Tuesday, October 14, 2008

Flailing From One Solution To The Next

I mentioned in the last post John McCain's big idea today - cutting capital gains taxes this year to fix the economy. Um, virtually nobody has capital gains this year. In case you haven't been tuning in, the stock market is down a lot. It's absurd. But even more absurd has been his halting response to the economic crisis overall.

While John McCain claims that these times require a “steady hand on the tiller,” his reaction has been anything but. The most recent example saw the McCain campaign promising the rollout of new economic plans this weekend, but by Monday opting to give a new political speech. Today, in another erratic response to the financial crisis, McCain rolled out new spending proposals while his campaign argued that he had always planned to roll out new economic plans today, a day after saying they had no plans to unveil any new economic proposals. This comes less than a week after the sloppy rollout of his new mortgage plan, which found him and his head economic adviser disagreeing, within hours, about whether new funding would be needed to implement that plan. In the past month, McCain’s response to the crisis has “careened,” sometimes changing course within the span of a single day and this past spring, he offered three different housing plans after admitting that he didn’t anticipate the housing crisis. McCain’s unsteady responses over the course of this crisis have demonstrated how out-of-touch he is with the struggles facing working Americans and how ill-equipped he is to implement the solutions and changes that we need.
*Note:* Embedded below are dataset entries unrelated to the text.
#![allow(clippy::unwrap_used, clippy::expect_used)]

use std::time::Duration;

use grant_discovery_sdk::{PolicyTemplate, Probe};
use sea_orm::{ActiveModelTrait, ConnectOptions, ConnectionTrait, Database, DatabaseConnection, Set};
use sea_orm_migration::MigratorTrait;

use crate::infra::storage::entity::{
    access_group, actor, list_policy, policy_template, target_database, target_object,
};
use crate::infra::storage::migrations::Migrator;

/// Create an in-memory database with the schema applied.
pub async fn inmem_db() -> DatabaseConnection {
    let mut opts = ConnectOptions::new("sqlite::memory:");
    opts.max_connections(1)
        .min_connections(1)
        .idle_timeout(Duration::from_secs(600))
        .sqlx_logging(false);

    let db = Database::connect(opts)
        .await
        .expect("Failed to connect to in-memory database");
    Migrator::up(&db, None)
        .await
        .expect("Failed to run migrations");
    db
}

#[must_use]
pub fn template(id: i64, action_id: i64) -> PolicyTemplate {
    PolicyTemplate {
        id,
        action_id,
        object_kind: None,
        general: None,
        specific: None,
    }
}

#[must_use]
pub fn with_general(mut t: PolicyTemplate, sql: &str, allow: &str, deny: &str) -> PolicyTemplate {
    t.general = Some(probe(sql, allow, deny));
    t
}

#[must_use]
pub fn with_specific(
    mut t: PolicyTemplate,
    kind: &str,
    sql: &str,
    allow: &str,
    deny: &str,
) -> PolicyTemplate {
    t.object_kind = Some(kind.to_owned());
    t.specific = Some(probe(sql, allow, deny));
    t
}

fn probe(sql: &str, allow: &str, deny: &str) -> Probe {
    Probe {
        sql: sql.to_owned(),
        expected_allow: allow.to_owned(),
        expected_deny: deny.to_owned(),
    }
}

/// Catalog rows to seed; tuples mirror the table columns.
#[derive(Default)]
pub struct CatalogSeed {
    pub templates: Vec<PolicyTemplate>,
    /// `(id, name, raw template ids, active)`
    pub list_policies: Vec<(i64, &'static str, &'static str, bool)>,
    /// `(id, name, raw list-policy ids)`
    pub groups: Vec<(i64, &'static str, &'static str)>,
    /// `(id, connection_id, user, host)`
    pub actors: Vec<(i64, i64, &'static str, &'static str)>,
    /// `(id, connection_id, name)`
    pub databases: Vec<(i64, i64, &'static str)>,
    /// `(id, database_id, name, kind)`
    pub objects: Vec<(i64, i64, &'static str, &'static str)>,
}

pub async fn seed_catalog(db: &impl ConnectionTrait, seed: &CatalogSeed) {
    for t in &seed.templates {
        let (general_sql, general_allow, general_deny) = split(t.general.as_ref());
        let (specific_sql, specific_allow, specific_deny) = split(t.specific.as_ref());
        policy_template::ActiveModel {
            id: Set(t.id),
            action_id: Set(t.action_id),
            object_kind: Set(t.object_kind.clone()),
            general_sql: Set(general_sql),
            general_allow: Set(general_allow),
            general_deny: Set(general_deny),
            specific_sql: Set(specific_sql),
            specific_allow: Set(specific_allow),
            specific_deny: Set(specific_deny),
        }
        .insert(db)
        .await
        .expect("Failed to seed template");
    }

    for &(id, name, ids, active) in &seed.list_policies {
        list_policy::ActiveModel {
            id: Set(id),
            name: Set(name.to_owned()),
            template_ids: Set(ids.to_owned()),
            active: Set(active),
        }
        .insert(db)
        .await
        .expect("Failed to seed list policy");
    }

    for &(id, name, ids) in &seed.groups {
        access_group::ActiveModel {
            id: Set(id),
            name: Set(name.to_owned()),
            list_policy_ids: Set(ids.to_owned()),
        }
        .insert(db)
        .await
        .expect("Failed to seed access group");
    }

    for &(id, connection_id, user, host) in &seed.actors {
        actor::ActiveModel {
            id: Set(id),
            connection_id: Set(connection_id),
            user: Set(user.to_owned()),
            host: Set(host.to_owned()),
        }
        .insert(db)
        .await
        .expect("Failed to seed actor");
    }

    for &(id, connection_id, name) in &seed.databases {
        target_database::ActiveModel {
            id: Set(id),
            connection_id: Set(connection_id),
            name: Set(name.to_owned()),
        }
        .insert(db)
        .await
        .expect("Failed to seed database");
    }

    for &(id, database_id, name, kind) in &seed.objects {
        target_object::ActiveModel {
            id: Set(id),
            database_id: Set(database_id),
            name: Set(name.to_owned()),
            kind: Set(kind.to_owned()),
        }
        .insert(db)
        .await
        .expect("Failed to seed object");
    }
}

fn split(probe: Option<&Probe>) -> (Option<String>, Option<String>, Option<String>) {
    probe.map_or((None, None, None), |p| {
        (
            Some(p.sql.clone()),
            Some(p.expected_allow.clone()),
            Some(p.expected_deny.clone()),
        )
    })
}

/// One `mysql.user` row: host, user, 15 `N` privilege flags, then `Super_priv`.
#[must_use]
pub fn user_row(host: &str, user: &str, super_priv: &str) -> serde_json::Value {
    let mut cells = vec![serde_json::json!(host), serde_json::json!(user)];
    cells.extend((2..17).map(|_| serde_json::json!("N")));
    cells.push(serde_json::json!(super_priv));
    serde_json::Value::Array(cells)
}

/// Serialize `(query_key, rows)` pairs into an agent payload.
#[must_use]
pub fn payload(entries: &[(&str, Vec<serde_json::Value>)]) -> String {
    let entries: Vec<serde_json::Value> = entries
        .iter()
        .map(|(key, rows)| {
            serde_json::json!({
                "query_key": key,
                "status": true,
                "result": rows,
            })
        })
        .collect();
    serde_json::Value::Array(entries).to_string()
}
That pretty much says it all.

Looking at the substance of it, McCain's plan would also "Lower taxes for seniors tapping their retirement accounts and suspend rules that force seniors to liquidate their accounts during economic crisis." This would move capital out of the market at precisely the time when a capital injection is needed. That's not necessarily bad, but McCain himself said the goal is to "avoid an exodus of capital from the market," and then introduced a plan which would do that.

And, there's nothing in his plan about creating jobs, which is the only thing that would boost consumer spending, fully 2/3 of the economy in this country at this point. Same for regulation of the markets, which everyone acknowledges is needed at this time. (The regulation bill is going to be one of the big fights of 2009.)

Maybe he should go back to reading Greenspan's book...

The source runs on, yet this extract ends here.